## Exercise requirements:
Which of the lines below mention the word "warn"? Pull each one out.
++++ Provided material
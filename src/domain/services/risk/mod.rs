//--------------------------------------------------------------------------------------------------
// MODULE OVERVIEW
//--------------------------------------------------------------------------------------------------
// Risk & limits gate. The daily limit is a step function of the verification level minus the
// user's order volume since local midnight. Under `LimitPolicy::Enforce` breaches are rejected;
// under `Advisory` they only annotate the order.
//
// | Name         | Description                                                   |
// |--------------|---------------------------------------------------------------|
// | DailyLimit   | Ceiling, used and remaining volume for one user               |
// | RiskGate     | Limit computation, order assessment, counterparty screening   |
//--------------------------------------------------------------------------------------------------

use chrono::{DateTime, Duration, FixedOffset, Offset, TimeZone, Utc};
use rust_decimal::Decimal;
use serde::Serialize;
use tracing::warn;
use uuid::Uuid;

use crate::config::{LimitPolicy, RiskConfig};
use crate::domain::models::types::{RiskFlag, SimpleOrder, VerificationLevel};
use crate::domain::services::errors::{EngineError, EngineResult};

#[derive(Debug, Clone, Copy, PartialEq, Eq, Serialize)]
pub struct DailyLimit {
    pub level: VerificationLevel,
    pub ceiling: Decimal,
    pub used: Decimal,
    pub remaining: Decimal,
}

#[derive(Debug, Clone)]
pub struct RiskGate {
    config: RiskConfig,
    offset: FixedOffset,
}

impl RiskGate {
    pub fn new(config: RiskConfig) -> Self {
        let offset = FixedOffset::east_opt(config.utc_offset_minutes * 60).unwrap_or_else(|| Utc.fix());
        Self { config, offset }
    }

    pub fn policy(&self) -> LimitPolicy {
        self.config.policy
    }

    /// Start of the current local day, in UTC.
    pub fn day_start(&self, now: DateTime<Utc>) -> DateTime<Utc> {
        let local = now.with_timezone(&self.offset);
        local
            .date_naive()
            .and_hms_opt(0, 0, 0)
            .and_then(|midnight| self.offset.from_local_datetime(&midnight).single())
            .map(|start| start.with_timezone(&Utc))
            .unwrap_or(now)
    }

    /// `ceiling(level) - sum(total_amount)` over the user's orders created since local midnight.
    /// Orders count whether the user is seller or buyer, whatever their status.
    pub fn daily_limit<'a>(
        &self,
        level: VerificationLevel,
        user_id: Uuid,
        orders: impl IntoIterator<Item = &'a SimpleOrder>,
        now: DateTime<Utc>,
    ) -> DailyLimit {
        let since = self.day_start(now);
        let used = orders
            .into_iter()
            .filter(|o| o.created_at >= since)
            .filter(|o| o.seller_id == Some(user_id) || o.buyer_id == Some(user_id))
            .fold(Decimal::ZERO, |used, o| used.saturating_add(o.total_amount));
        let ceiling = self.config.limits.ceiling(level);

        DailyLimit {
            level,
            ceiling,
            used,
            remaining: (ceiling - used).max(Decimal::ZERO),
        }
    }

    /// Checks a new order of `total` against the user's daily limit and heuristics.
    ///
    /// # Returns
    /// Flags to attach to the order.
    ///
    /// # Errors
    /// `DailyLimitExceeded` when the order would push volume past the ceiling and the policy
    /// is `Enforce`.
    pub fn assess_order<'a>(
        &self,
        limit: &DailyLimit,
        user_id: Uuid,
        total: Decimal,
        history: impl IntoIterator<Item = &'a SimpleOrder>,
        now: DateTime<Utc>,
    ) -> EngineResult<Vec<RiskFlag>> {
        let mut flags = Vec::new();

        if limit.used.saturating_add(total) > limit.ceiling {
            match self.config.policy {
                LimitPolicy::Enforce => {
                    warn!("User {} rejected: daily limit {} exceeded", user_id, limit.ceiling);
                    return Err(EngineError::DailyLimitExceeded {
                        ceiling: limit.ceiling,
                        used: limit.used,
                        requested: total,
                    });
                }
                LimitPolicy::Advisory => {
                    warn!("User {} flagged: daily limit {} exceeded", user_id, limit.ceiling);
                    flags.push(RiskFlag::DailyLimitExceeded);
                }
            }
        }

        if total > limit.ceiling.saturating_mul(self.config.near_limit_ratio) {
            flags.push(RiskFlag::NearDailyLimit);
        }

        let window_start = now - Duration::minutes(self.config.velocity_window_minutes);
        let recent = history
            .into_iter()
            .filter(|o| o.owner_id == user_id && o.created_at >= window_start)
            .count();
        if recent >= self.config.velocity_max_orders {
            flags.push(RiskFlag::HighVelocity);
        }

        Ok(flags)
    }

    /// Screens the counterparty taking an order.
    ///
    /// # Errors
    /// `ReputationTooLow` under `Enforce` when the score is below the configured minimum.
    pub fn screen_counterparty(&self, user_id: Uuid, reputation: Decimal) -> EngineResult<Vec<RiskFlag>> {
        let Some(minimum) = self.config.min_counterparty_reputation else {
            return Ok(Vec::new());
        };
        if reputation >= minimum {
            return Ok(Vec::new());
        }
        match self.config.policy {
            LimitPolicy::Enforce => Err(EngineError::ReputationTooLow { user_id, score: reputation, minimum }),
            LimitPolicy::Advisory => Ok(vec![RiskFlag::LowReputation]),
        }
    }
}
++++++++
++++ Provided material
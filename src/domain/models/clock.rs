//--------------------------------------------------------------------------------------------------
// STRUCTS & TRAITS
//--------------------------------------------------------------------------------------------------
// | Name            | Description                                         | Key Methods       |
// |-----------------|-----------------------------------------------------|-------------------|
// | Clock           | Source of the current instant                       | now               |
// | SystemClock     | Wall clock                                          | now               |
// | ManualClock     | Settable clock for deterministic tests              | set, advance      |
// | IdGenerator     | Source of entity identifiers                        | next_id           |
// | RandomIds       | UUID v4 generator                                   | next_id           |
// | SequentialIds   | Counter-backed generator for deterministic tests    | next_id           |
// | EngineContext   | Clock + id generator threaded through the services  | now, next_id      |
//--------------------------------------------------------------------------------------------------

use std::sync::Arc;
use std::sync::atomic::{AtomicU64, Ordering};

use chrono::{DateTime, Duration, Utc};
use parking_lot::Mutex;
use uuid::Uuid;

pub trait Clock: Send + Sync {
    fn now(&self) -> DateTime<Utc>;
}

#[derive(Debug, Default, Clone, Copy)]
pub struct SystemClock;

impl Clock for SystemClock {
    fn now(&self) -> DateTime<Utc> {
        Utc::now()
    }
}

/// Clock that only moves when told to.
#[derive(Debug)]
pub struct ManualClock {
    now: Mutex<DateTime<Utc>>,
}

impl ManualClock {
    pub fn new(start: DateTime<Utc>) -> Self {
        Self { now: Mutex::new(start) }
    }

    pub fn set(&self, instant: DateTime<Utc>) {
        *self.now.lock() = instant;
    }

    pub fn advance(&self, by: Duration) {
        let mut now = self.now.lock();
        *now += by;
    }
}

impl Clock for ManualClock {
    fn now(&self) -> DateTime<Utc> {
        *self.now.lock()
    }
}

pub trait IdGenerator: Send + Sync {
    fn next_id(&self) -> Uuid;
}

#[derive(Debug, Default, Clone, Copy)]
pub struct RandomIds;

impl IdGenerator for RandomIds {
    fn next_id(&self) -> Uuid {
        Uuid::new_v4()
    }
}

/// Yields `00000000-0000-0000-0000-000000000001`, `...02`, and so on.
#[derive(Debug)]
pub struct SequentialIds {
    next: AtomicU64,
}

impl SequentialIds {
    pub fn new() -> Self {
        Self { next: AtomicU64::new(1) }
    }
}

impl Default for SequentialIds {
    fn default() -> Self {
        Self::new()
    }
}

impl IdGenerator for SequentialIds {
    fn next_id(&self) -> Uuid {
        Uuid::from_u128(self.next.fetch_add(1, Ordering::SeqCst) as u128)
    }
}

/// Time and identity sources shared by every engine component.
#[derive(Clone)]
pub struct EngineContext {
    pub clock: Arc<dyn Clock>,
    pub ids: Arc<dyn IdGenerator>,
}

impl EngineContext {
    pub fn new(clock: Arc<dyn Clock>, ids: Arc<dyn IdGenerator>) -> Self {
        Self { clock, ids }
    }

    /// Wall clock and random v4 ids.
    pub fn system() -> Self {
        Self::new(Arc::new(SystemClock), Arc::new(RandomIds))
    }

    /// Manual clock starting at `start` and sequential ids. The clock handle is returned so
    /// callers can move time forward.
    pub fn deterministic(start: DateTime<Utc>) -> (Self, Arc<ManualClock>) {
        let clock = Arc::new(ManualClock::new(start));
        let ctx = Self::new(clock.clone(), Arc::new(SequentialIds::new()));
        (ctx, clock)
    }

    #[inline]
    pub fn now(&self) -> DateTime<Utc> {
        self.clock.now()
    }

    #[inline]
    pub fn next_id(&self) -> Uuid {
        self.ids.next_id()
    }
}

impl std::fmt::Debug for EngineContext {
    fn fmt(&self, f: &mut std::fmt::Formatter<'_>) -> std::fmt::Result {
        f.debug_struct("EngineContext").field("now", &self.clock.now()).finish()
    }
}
++++++++
## Your solution:
use tracing::warn;
                    warn!("User {} rejected: daily limit {} exceeded", user_id, limit.ceiling);
                    warn!("User {} flagged: daily limit {} exceeded", user_id, limit.ceiling);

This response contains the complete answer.